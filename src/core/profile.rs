// src/core/profile.rs

//! Turns a profile name (or the legacy environment variables) into a
//! [`ResolvedEnvironment`].

use crate::{
    core::paths,
    models::{Platform, ProfileConfig, ResolvedEnvironment, SettingsFile},
};
use anyhow::{Context, Result};
use std::{
    fs,
    path::{Path, PathBuf},
};
use thiserror::Error;

/// Failures reading or resolving profiles.
#[derive(Error, Debug)]
pub enum ProfileError {
    #[error("Failed to read settings file '{path}': {source}")]
    Read {
        path: String,
        #[source]
        source: std::io::Error,
    },
    #[error("Failed to parse settings file '{path}': {source}")]
    Parse {
        path: String,
        #[source]
        source: toml::de::Error,
    },
    #[error("No profile named '{0}' and no IR variable for the legacy fallback.")]
    NotFound(String),
    #[error("No profile given and no IR variable for the legacy fallback.")]
    NoProfile,
}

/// Source of named profiles.
pub trait ProfileStore {
    /// Looks a profile up by name or alias, case-insensitively.
    /// Returns the canonical name with the profile.
    fn find(&self, name: &str) -> Result<Option<(String, ProfileConfig)>, ProfileError>;
}

/// Profiles kept in the TOML settings file.
#[derive(Debug, Clone)]
pub struct TomlProfileStore {
    path: PathBuf,
}

impl TomlProfileStore {
    /// A store over the settings file at `path`.
    pub fn new(path: impl Into<PathBuf>) -> Self {
        Self { path: path.into() }
    }

    /// The store at `$IBS_SETTINGS` or the per-user config directory.
    pub fn from_default_location() -> Result<Self, paths::PathError> {
        paths::settings_path().map(Self::new)
    }

    /// The settings file this store reads.
    pub fn path(&self) -> &Path {
        &self.path
    }

    /// A missing settings file is an empty one.
    pub fn load(&self) -> Result<SettingsFile, ProfileError> {
        if !self.path.exists() {
            log::debug!("Settings file '{}' not found; no named profiles.", self.path.display());
            return Ok(SettingsFile::default());
        }
        let content = fs::read_to_string(&self.path).map_err(|source| ProfileError::Read {
            path: self.path.display().to_string(),
            source,
        })?;
        toml::from_str(&content).map_err(|source| ProfileError::Parse {
            path: self.path.display().to_string(),
            source,
        })
    }
}

impl ProfileStore for TomlProfileStore {
    fn find(&self, name: &str) -> Result<Option<(String, ProfileConfig)>, ProfileError> {
        let settings = self.load()?;
        let mut by_alias = None;
        for (profile_name, profile) in settings.profiles {
            if profile_name.eq_ignore_ascii_case(name) {
                return Ok(Some((profile_name, profile)));
            }
            if by_alias.is_none() && profile.aliases.iter().any(|a| a.eq_ignore_ascii_case(name)) {
                by_alias = Some((profile_name, profile));
            }
        }
        Ok(by_alias)
    }
}

/// Command-line values that win over the profile.
#[derive(Debug, Clone, Default)]
pub struct ProfileOverrides {
    /// `-U`.
    pub user: Option<String>,
    /// `-P`.
    pub password: Option<String>,
    /// `-MSSQL` / `-SYBASE`.
    pub platform: Option<Platform>,
}

/// Resolves `name` through `store`, falling back to the legacy variables
/// read through `lookup` (`IR`, `CMPY`, `IBSLANG`, `PLATFORM`, `DSQUERY`).
pub fn resolve_environment(
    store: &dyn ProfileStore,
    name: Option<&str>,
    overrides: &ProfileOverrides,
    lookup: impl Fn(&str) -> Option<String>,
) -> Result<ResolvedEnvironment> {
    let found = match name {
        Some(name) => store.find(name)?,
        None => None,
    };

    let mut env = match found {
        Some((profile_name, profile)) => {
            log::debug!("Using profile '{}'.", profile_name);
            from_profile(profile_name, profile)?
        }
        None => legacy_environment(name, &lookup)?,
    };

    if let Some(user) = &overrides.user {
        env.user = user.clone();
    }
    if let Some(password) = &overrides.password {
        env.password = password.clone();
    }
    if let Some(platform) = overrides.platform {
        env.platform = platform;
    }
    Ok(env)
}

fn from_profile(name: String, profile: ProfileConfig) -> Result<ResolvedEnvironment> {
    let sql_source_root = paths::expand_user_path(&profile.sql_source)
        .with_context(|| format!("Invalid sql_source for profile '{}'", name))?;
    Ok(ResolvedEnvironment {
        name,
        host: profile.host,
        port: profile.port,
        user: profile.user,
        password: profile.password,
        platform: profile.platform,
        company: profile.company,
        language: profile.language,
        sql_source_root,
        raw_mode: profile.raw_mode,
        is_named_profile: true,
    })
}

fn legacy_environment(
    name: Option<&str>,
    lookup: &impl Fn(&str) -> Option<String>,
) -> Result<ResolvedEnvironment, ProfileError> {
    let Some(root) = lookup("IR").filter(|v| !v.trim().is_empty()) else {
        return Err(match name {
            Some(name) => ProfileError::NotFound(name.to_string()),
            None => ProfileError::NoProfile,
        });
    };

    let host = name
        .map(str::to_string)
        .or_else(|| lookup("DSQUERY"))
        .unwrap_or_default();
    let platform = match lookup("PLATFORM") {
        Some(value) => value.parse().unwrap_or_else(|e: String| {
            log::warn!("{} Using SYBASE.", e);
            Platform::Sybase
        }),
        None => Platform::Sybase,
    };
    log::debug!("No named profile; using legacy environment for server '{}'.", host);

    Ok(ResolvedEnvironment {
        name: host.clone(),
        host,
        port: None,
        user: "sa".to_string(),
        password: String::new(),
        platform,
        company: lookup("CMPY").unwrap_or_else(|| "101".to_string()),
        language: lookup("IBSLANG").unwrap_or_else(|| "1".to_string()),
        sql_source_root: PathBuf::from(root),
        raw_mode: false,
        is_named_profile: false,
    })
}

#[cfg(test)]
mod tests {
    use super::*;
    use std::collections::HashMap;
    use tempfile::tempdir;

    const SETTINGS: &str = r#"
[profiles.GONZO]
host = "gonzo.local"
port = 1433
user = "builder"
password = "pw"
platform = "MSSQL"
company = "101"
sql_source = "/srv/ibs"
aliases = ["g", "dev"]

[profiles.SBN]
host = "sbn"
company = "102"
language = "2"
sql_source = "/srv/sbn"
raw_mode = true
"#;

    fn store() -> (tempfile::TempDir, TomlProfileStore) {
        let dir = tempdir().unwrap();
        let path = dir.path().join("settings.toml");
        fs::write(&path, SETTINGS).unwrap();
        (dir, TomlProfileStore::new(path))
    }

    fn vars(pairs: &[(&str, &str)]) -> impl Fn(&str) -> Option<String> {
        let map: HashMap<String, String> = pairs
            .iter()
            .map(|(k, v)| (k.to_string(), v.to_string()))
            .collect();
        move |key| map.get(key).cloned()
    }

    #[test]
    fn test_profile_lookup_by_name_and_alias() {
        let (_dir, store) = store();
        let env = resolve_environment(&store, Some("gonzo"), &ProfileOverrides::default(), vars(&[])).unwrap();
        assert_eq!(env.name, "GONZO");
        assert_eq!(env.platform, Platform::Mssql);
        assert_eq!(env.effective_port(), 1433);
        assert!(env.is_named_profile);

        let env = resolve_environment(&store, Some("G"), &ProfileOverrides::default(), vars(&[])).unwrap();
        assert_eq!(env.name, "GONZO");

        let env = resolve_environment(&store, Some("sbn"), &ProfileOverrides::default(), vars(&[])).unwrap();
        assert_eq!(env.language, "2");
        assert!(env.raw_mode);
        assert_eq!(env.platform, Platform::Sybase);
    }

    #[test]
    fn test_command_line_overrides_win() {
        let (_dir, store) = store();
        let overrides = ProfileOverrides {
            user: Some("other".to_string()),
            password: Some("pw2".to_string()),
            platform: Some(Platform::Sybase),
        };
        let env = resolve_environment(&store, Some("GONZO"), &overrides, vars(&[])).unwrap();
        assert_eq!(env.user, "other");
        assert_eq!(env.password, "pw2");
        assert_eq!(env.platform, Platform::Sybase);
    }

    #[test]
    fn test_legacy_fallback_uses_environment_variables() {
        let (_dir, store) = store();
        let lookup = vars(&[("IR", "/legacy/ibs"), ("CMPY", "205"), ("PLATFORM", "mssql")]);
        let env = resolve_environment(&store, Some("SYBPROD"), &ProfileOverrides::default(), lookup).unwrap();
        assert!(!env.is_named_profile);
        assert_eq!(env.host, "SYBPROD");
        assert_eq!(env.company, "205");
        assert_eq!(env.language, "1");
        assert_eq!(env.platform, Platform::Mssql);
        assert_eq!(env.sql_source_root, PathBuf::from("/legacy/ibs"));
    }

    #[test]
    fn test_unknown_profile_without_legacy_variables_fails() {
        let (_dir, store) = store();
        let err = resolve_environment(&store, Some("nope"), &ProfileOverrides::default(), vars(&[])).unwrap_err();
        assert!(err.to_string().contains("nope"));
    }

    #[test]
    fn test_missing_settings_file_is_empty() {
        let dir = tempdir().unwrap();
        let store = TomlProfileStore::new(dir.path().join("absent.toml"));
        assert!(store.find("x").unwrap().is_none());
    }
}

--- Exercise requirements ---
Look through the listing, and copy each line that contains the word "iter".

--- Result below ---
            if by_alias.is_none() && profile.aliases.iter().any(|a| a.eq_ignore_ascii_case(name)) {
            .iter()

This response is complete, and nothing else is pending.